Source data:

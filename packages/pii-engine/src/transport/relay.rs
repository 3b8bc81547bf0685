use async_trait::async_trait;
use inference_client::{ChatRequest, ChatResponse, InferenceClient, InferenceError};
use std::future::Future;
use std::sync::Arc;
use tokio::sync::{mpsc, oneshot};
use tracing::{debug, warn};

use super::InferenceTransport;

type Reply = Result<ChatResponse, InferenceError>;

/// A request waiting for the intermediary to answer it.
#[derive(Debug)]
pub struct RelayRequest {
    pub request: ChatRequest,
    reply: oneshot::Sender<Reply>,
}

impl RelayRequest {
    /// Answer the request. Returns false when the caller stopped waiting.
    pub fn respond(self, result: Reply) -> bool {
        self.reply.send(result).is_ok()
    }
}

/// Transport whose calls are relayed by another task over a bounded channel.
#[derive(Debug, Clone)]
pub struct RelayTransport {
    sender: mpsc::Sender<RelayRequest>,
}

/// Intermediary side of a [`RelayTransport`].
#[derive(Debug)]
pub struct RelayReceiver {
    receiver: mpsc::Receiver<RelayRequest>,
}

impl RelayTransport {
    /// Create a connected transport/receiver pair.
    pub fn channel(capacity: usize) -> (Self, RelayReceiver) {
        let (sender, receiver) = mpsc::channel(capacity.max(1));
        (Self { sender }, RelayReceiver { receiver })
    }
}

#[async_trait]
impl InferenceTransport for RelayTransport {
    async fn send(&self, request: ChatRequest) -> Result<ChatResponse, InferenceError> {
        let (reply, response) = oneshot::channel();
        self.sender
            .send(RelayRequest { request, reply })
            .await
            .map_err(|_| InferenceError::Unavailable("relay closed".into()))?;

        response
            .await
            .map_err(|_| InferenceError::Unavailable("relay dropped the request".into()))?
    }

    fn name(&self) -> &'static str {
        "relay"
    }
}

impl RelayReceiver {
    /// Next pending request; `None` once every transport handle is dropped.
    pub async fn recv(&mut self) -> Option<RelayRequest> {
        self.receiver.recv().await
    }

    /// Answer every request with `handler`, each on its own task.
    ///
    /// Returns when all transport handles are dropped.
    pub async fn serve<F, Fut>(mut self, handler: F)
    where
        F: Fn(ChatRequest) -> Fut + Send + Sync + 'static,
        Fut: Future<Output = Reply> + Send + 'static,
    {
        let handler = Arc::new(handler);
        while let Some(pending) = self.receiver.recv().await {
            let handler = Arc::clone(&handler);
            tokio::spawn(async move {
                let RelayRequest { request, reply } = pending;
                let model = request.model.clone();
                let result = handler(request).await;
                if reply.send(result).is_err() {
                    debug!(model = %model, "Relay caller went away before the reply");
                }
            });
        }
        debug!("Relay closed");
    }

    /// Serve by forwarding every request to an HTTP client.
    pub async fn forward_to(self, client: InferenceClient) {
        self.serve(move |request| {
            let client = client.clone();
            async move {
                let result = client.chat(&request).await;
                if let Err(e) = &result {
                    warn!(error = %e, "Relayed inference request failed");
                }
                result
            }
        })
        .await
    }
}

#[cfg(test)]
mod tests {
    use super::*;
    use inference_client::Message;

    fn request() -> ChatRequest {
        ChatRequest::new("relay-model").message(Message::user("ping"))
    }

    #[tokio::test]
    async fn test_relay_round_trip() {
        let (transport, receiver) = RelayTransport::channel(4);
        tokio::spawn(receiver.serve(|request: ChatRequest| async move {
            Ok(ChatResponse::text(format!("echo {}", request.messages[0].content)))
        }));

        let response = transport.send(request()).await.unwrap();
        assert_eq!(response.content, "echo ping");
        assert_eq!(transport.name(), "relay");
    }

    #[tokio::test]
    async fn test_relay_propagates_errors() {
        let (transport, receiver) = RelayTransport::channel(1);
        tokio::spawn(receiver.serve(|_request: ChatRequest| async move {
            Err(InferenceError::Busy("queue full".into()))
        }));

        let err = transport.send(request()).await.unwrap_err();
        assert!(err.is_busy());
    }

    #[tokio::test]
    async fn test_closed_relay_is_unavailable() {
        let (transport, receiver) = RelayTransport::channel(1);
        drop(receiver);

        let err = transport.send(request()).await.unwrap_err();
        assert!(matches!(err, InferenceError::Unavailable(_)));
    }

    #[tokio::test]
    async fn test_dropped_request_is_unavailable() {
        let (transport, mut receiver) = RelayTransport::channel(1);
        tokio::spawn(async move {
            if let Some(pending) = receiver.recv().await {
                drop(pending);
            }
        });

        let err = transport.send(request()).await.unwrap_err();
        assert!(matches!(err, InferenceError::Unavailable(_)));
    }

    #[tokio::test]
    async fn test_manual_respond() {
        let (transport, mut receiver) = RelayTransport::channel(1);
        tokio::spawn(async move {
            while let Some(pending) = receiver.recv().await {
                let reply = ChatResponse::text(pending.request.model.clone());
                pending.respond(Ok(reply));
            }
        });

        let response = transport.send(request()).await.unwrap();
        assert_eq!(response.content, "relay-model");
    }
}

Action item: Extract each line from the listing that holds the word "content".

Answer to this exercise:
            Ok(ChatResponse::text(format!("echo {}", request.messages[0].content)))
        assert_eq!(response.content, "echo ping");
        assert_eq!(response.content, "relay-model");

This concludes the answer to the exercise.